Unsurprisingly, there have been a number of tributes paid to Ashe on his death anniversary.
USA Today reprinted an appreciation written at the time of Ashe’s death in 1993, an appreciation of both the tennis player and the man.
Ashe wasn't much to look at on the tennis court. His arms and legs were on the thin side. He looked almost skinny out there. His face would wrinkle up and he would look much older than his years as he went at every ball with everything at his command. The thing you could not see — what you could not measure — what was going on in his head. That was his strength. That's what made him a champion.
In the New York Times’ tennis blog, Donald L. Dell, Arthur Ashe’s lawyer and manager for 23 years, pens a tribute to his friend, who he says touches him almost daily even now.

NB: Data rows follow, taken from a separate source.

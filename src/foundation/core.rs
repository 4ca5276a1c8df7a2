use crate::foundation::error::{OverlayError, OverlayResult};

pub use kurbo::{Point, Rect, Size};

/// Inclusive playback time range in milliseconds.
///
/// Both bounds are inclusive: an annotation spanning `[1000, 5000]` is visible at exactly
/// `1000.0` and at exactly `5000.0`. Two abutting ranges (`a.end_ms == b.start_ms`) are therefore
/// both visible at the shared instant.
#[derive(Clone, Copy, Debug, PartialEq, serde::Serialize, serde::Deserialize)]
#[serde(rename_all = "camelCase")]
pub struct TimeRange {
    /// Inclusive start, in ms.
    pub start_ms: f64,
    /// Inclusive end, in ms.
    pub end_ms: f64,
}

impl TimeRange {
    /// Create a validated range: finite, non-negative, `start_ms <= end_ms`.
    pub fn new(start_ms: f64, end_ms: f64) -> OverlayResult<Self> {
        let r = Self { start_ms, end_ms };
        if !r.is_well_formed() {
            return Err(OverlayError::malformed(format!(
                "timeRange [{start_ms}, {end_ms}] must be finite, non-negative and ordered"
            )));
        }
        Ok(r)
    }

    /// Return `true` when the bounds are finite, non-negative and ordered.
    pub fn is_well_formed(self) -> bool {
        self.start_ms.is_finite()
            && self.end_ms.is_finite()
            && self.start_ms >= 0.0
            && self.start_ms <= self.end_ms
    }

    /// Return `true` when `t_ms` is inside `[start_ms, end_ms]`.
    pub fn contains(self, t_ms: f64) -> bool {
        self.start_ms <= t_ms && t_ms <= self.end_ms
    }

    /// Span length in ms.
    pub fn duration_ms(self) -> f64 {
        self.end_ms - self.start_ms
    }

    /// Shift both bounds by `delta_ms`, clamping at zero.
    pub fn shift(self, delta_ms: f64) -> Self {
        Self {
            start_ms: (self.start_ms + delta_ms).max(0.0),
            end_ms: (self.end_ms + delta_ms).max(0.0),
        }
    }
}

/// Axis-aligned box in normalized frame coordinates (`[0,1]` on both axes, origin top-left).
#[derive(Clone, Copy, Debug, PartialEq, serde::Serialize, serde::Deserialize)]
pub struct NormBox {
    /// Left edge.
    pub x: f64,
    /// Top edge.
    pub y: f64,
    /// Width as a fraction of the frame width.
    pub width: f64,
    /// Height as a fraction of the frame height.
    pub height: f64,
}

impl NormBox {
    /// Return `true` when all components are finite and the size is non-negative.
    pub fn is_finite(self) -> bool {
        [self.x, self.y, self.width, self.height]
            .iter()
            .all(|v| v.is_finite())
            && self.width >= 0.0
            && self.height >= 0.0
    }

    /// Read a box from `{x, y, width, height}` or `[x, y, width, height]`.
    pub fn from_json(v: &serde_json::Value) -> Option<Self> {
        match v {
            serde_json::Value::Array(a) => match a.as_slice() {
                [x, y, w, h] => Some(Self {
                    x: x.as_f64()?,
                    y: y.as_f64()?,
                    width: w.as_f64()?,
                    height: h.as_f64()?,
                }),
                _ => None,
            },
            serde_json::Value::Object(o) => Some(Self {
                x: o.get("x")?.as_f64()?,
                y: o.get("y")?.as_f64()?,
                width: o.get("width")?.as_f64()?,
                height: o.get("height")?.as_f64()?,
            }),
            _ => None,
        }
    }

    /// Divide by frame dimensions, turning a pixel-space box into a normalized one.
    pub fn normalized_by(self, frame_width: f64, frame_height: f64) -> Self {
        Self {
            x: self.x / frame_width,
            y: self.y / frame_height,
            width: self.width / frame_width,
            height: self.height / frame_height,
        }
    }

    /// Return `true` when the box lies inside the unit square.
    pub fn is_normalized(self) -> bool {
        const EPS: f64 = 1e-9;
        self.is_finite()
            && self.x >= -EPS
            && self.y >= -EPS
            && self.x + self.width <= 1.0 + EPS
            && self.y + self.height <= 1.0 + EPS
    }
}

/// Point in normalized frame coordinates.
#[derive(Clone, Copy, Debug, PartialEq, serde::Serialize, serde::Deserialize)]
pub struct NormPoint {
    /// Horizontal position, `0` is the left edge.
    pub x: f64,
    /// Vertical position, `0` is the top edge.
    pub y: f64,
}

/// Pixel dimensions of the drawing surface an overlay renders into.
#[derive(Clone, Copy, Debug, Default, PartialEq, serde::Serialize, serde::Deserialize)]
pub struct Viewport {
    /// Width in pixels.
    pub width: f64,
    /// Height in pixels.
    pub height: f64,
}

impl Viewport {
    /// Create a viewport from pixel dimensions.
    pub fn new(width: f64, height: f64) -> Self {
        Self { width, height }
    }

    /// Viewport covering `rect`'s size.
    pub fn from_rect(rect: Rect) -> Self {
        Self::new(rect.width(), rect.height())
    }

    /// Return `true` when there is at least one pixel to draw into.
    pub fn is_drawable(self) -> bool {
        self.width >= 1.0 && self.height >= 1.0
    }

    /// Full-surface rectangle anchored at the origin.
    pub fn bounds(self) -> Rect {
        Rect::new(0.0, 0.0, self.width, self.height)
    }

    /// Convert a normalized box to pixel coordinates.
    ///
    /// Components are clamped into the unit square first, so a slightly out-of-range box never
    /// projects outside the surface.
    pub fn project_box(self, b: NormBox) -> Rect {
        let x0 = b.x.clamp(0.0, 1.0);
        let y0 = b.y.clamp(0.0, 1.0);
        let x1 = (b.x + b.width).clamp(0.0, 1.0);
        let y1 = (b.y + b.height).clamp(0.0, 1.0);
        Rect::new(
            x0 * self.width,
            y0 * self.height,
            x1 * self.width,
            y1 * self.height,
        )
    }

    /// Convert a normalized point to pixel coordinates.
    pub fn project_point(self, p: NormPoint) -> Point {
        Point::new(
            p.x.clamp(0.0, 1.0) * self.width,
            p.y.clamp(0.0, 1.0) * self.height,
        )
    }
}

/// Identity of one video element on the page.
///
/// Discovery collaborators assign keys; the manager memoizes overlays by key.
#[derive(
    Clone, Copy, Debug, PartialEq, Eq, PartialOrd, Ord, Hash, serde::Serialize, serde::Deserialize,
)]
pub struct VideoKey(pub u64);

impl std::fmt::Display for VideoKey {
    fn fmt(&self, f: &mut std::fmt::Formatter<'_>) -> std::fmt::Result {
        write!(f, "video#{}", self.0)
    }
}

#[cfg(test)]
#[path = "../../tests/unit/foundation/core.rs"]
mod tests;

Arthur once said the toughest obstacle he faced was being born black in America. His experience with racism moved him to learn more about apartheid. He visited South Africa in 1973 and played in the national championships. His appearance forced the government to integrate the stands at Ellis Park, where the championships were played. Arthur believed it would help young blacks who attended the matches or many clinics he conducted to see a free black man winning matches against white players.
The impact of his trip and his later visit in 1974 to meet Nelson Mandela, then imprisoned on Robben Island, cannot be overestimated. After being released from prison, Mandela was asked if there was anyone from the United States he would like to see. He said, “How about Arthur Ashe?”

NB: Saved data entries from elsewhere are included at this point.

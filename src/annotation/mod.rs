/// Annotation records and the manifest.
pub mod model;
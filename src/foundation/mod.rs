/// RGBA colors and their JSON forms.
pub mod color;
/// Time ranges, normalized geometry and viewports.
pub mod core;
/// Crate error type.
pub mod error;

And on ESPNW, Melissa Issacson writes that she still misses Ashe and we still need his perspective as much today as we always did.
We need his rock-solid voice of reason that always came as much from a place of compassion as wisdom. We need his perspective, always selfless and humane. Although we have others, we still desperately need his example, forever honest and courageous.
With every shallow or ignorant utterance from an athlete, I think of him. With calamities as well. I want to know what he would have had to say about gun violence, what he would have done to help in the wake of natural disasters and acts of terrorism and how he would have continued to assist those less fortunate than himself.